For Bell's protagonists, life is a what-the-hell proposition, a series of
detours that have to be negotiated because there's nothing else to do.
The Woman Who Walked into Doors, by Roddy Doyle
(Viking)The Irish press, which loved the rough affection of Doyle's Barrytown
Trilogy, turned against him with this novel, the story of an alcoholic
39-year-old mother of four doing her damnedest to keep her family from flying
apart after kicking out her abusive husband. Writing for the first time in the
first person (and in a woman's voice), Doyle has the guts to suggest that his
heroine's abuse is the logical outcome of an Irish Catholic culture where power
belongs to a chosen few and it's the duty of the unlucky rest to suffer and
serve.
But Beautiful, by Geoff Dyer (North Point Press) Reading
these jazz portraits of Lester Young, Thelonious Monk, and others, you can hear
music rising up between the lines. Mixing fact, legend, and his own invention,
Geoff Dyer manages to give shape to the evanescence of jazz and the spirit of
the men who made it. The writing is as delicate and poetic as the staircase
made of cigarette smoke in the old standard "Deep in a Dream." Indelible as
both criticism and fiction, this is the novel of the year.

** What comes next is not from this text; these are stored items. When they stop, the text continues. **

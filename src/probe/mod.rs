//! Probe module for uptime monitoring.
//!
//! A probe is a classified HTTP GET against one target, retried a bounded
//! number of times before the target is declared DOWN.

mod http;

pub use http::*;

use crate::config::ServerConfig;
use crate::store::{CheckRecord, HealthStatus, Target};

use std::time::Duration;
use thiserror::Error;

/// Probe error types.
#[derive(Error, Debug)]
pub enum ProbeError {
    #[error("probe timed out after {0:?}")]
    Timeout(Duration),
    #[error("network error: {0}")]
    Network(String),
    #[error("invalid configuration: {0}")]
    Config(String),
}

/// Retry and classification parameters shared by every probe of a sweep.
#[derive(Debug, Clone)]
pub struct ProbeSettings {
    pub timeout: Duration,
    pub retries: u32,
    pub retry_delay: Duration,
    pub degraded_ms: u64,
}

impl ProbeSettings {
    pub fn from_config(cfg: &ServerConfig) -> Self {
        Self {
            timeout: cfg.ping_timeout,
            retries: cfg.ping_retries,
            retry_delay: cfg.ping_retry_delay,
            degraded_ms: cfg.degraded_ms,
        }
    }
}

/// Classified result of a probe.
#[derive(Debug, Clone, PartialEq)]
pub struct ProbeOutcome {
    pub status: HealthStatus,
    pub latency_ms: u64,
    pub http_status_code: Option<u16>,
    pub error: Option<String>,
}

impl ProbeOutcome {
    /// Classify the final attempt of a probe.
    pub fn classify(last: Result<HttpAttempt, ProbeError>, degraded_ms: u64) -> Self {
        match last {
            Err(e) => Self {
                status: HealthStatus::Down,
                latency_ms: 0,
                http_status_code: None,
                error: Some(e.to_string()),
            },
            Ok(attempt) if attempt.status_code >= 400 => Self {
                status: HealthStatus::Down,
                latency_ms: 0,
                http_status_code: Some(attempt.status_code),
                error: Some(format!("unexpected status {}", attempt.status_code)),
            },
            Ok(attempt) => {
                let latency_ms = attempt.latency.as_millis() as u64;
                let status = if latency_ms >= degraded_ms {
                    HealthStatus::Degraded
                } else {
                    HealthStatus::Healthy
                };
                Self {
                    status,
                    latency_ms,
                    http_status_code: Some(attempt.status_code),
                    error: None,
                }
            }
        }
    }

    pub fn into_record(self, timestamp_ms: i64) -> CheckRecord {
        CheckRecord {
            timestamp_ms,
            status: self.status,
            latency_ms: self.latency_ms,
            http_status_code: self.http_status_code,
            error: self.error,
        }
    }
}

/// Probe a target, retrying failed attempts.
///
/// An attempt fails on a transport error or a status code of 400 or above.
/// Only the last attempt made is classified.
pub async fn probe_target(
    client: &reqwest::Client,
    target: &Target,
    settings: &ProbeSettings,
) -> ProbeOutcome {
    let attempts = settings.retries.max(1);
    let mut attempt = 1;

    loop {
        let result = run_http_attempt(client, &target.url, settings.timeout).await;

        match &result {
            Ok(a) => tracing::debug!(
                "Probe {} attempt {}/{}: HTTP {} in {:?}",
                target.name, attempt, attempts, a.status_code, a.latency
            ),
            Err(e) => tracing::debug!(
                "Probe {} attempt {}/{} failed: {}",
                target.name, attempt, attempts, e
            ),
        }

        let succeeded = matches!(&result, Ok(a) if a.status_code < 400);
        if succeeded || attempt >= attempts {
            return ProbeOutcome::classify(result, settings.degraded_ms);
        }

        if !settings.retry_delay.is_zero() {
            tokio::time::sleep(settings.retry_delay).await;
        }
        attempt += 1;
    }
}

Reader's Block, by David Markson (Dalkey Archive,
paperback)Maddening, compelling, and absolutely one-of-a-kind: in Reader's
Block, an aging novelist tries to get his latest book going but can fill
pages only with one- and two-sentence bursts of quotations, allusions, and
recitations of the lives of other writers, artists, and actors. The result is a
chronicle of madness, suicide, drunkenness, and poverty that's both
self-pitying and an examination of the self-pity writers are prone to. Too
deliberate to be called experimental, the book reads like a suicide note, a
suggestion that Markson's tapped-out novelist has only his despair to equal the
ghosts of the artists he carries around with him like a curse.
Santa Evita, by Tomas Eloy Martínez (Knopf)
Neither truth nor fiction gets much stranger than the fact-based tale that
Argentinean novelist Tomas Eloy Martínez tells in this stunning novel
about the posthumous journeys of Eva Perón's corpse. Told in fetid,
intoxicating prose, the story is Martínez's way into his country's
history and its soul. The deification of Evita is the essence of the
idolatrous, fetishistic sexuality at the heart of Catholicism, and an implicit,
mournful indictment of a stillborn country hoping for miraculous deliverance.
Carolina Moon, by Jill McCorkle (Algonquin Books
of Chapel Hill)McCorkle combines the near-farcical Southern comedy of Lee
Smith's early novels with a lyricism all her own. Her tale of the intersecting
lives of a small South Carolina town is itself a demonstration of the way
people use stories to make sense of their own lives. A thoroughly entertaining
book that deepens emotionally as it goes on.
The Giant's House, by Elizabeth McCracken
(Dial Press)A much-hyped first novel that deserves its praise. McCracken's
chaste love story about a small-town librarian and the biggest boy in the world
should be a precious conceit. She makes you see her gentle giant James as both
a real person and a charmed creature. Not the least of this lovely book's
delights is the way McCracken lets her characters surprise you with their sense
and generosity of spirit.
Snakebite Sonnet, by Max Phillips (Little, Brown)Max
Phillips's wonderful debut novel, a love story that covers more than 20 years
(beginning when the protagonist is 10 and the object of his adoration is 19),
is a sensuous, fairy-tale idyll that turns into a heartbreaking story of the
yearning between what we desire and the less passionate contentment we find in
what we settle for. Off-key at times, it is also blissfully erotic, exulting in
the sweat-slick glory of sex. A complete charmer.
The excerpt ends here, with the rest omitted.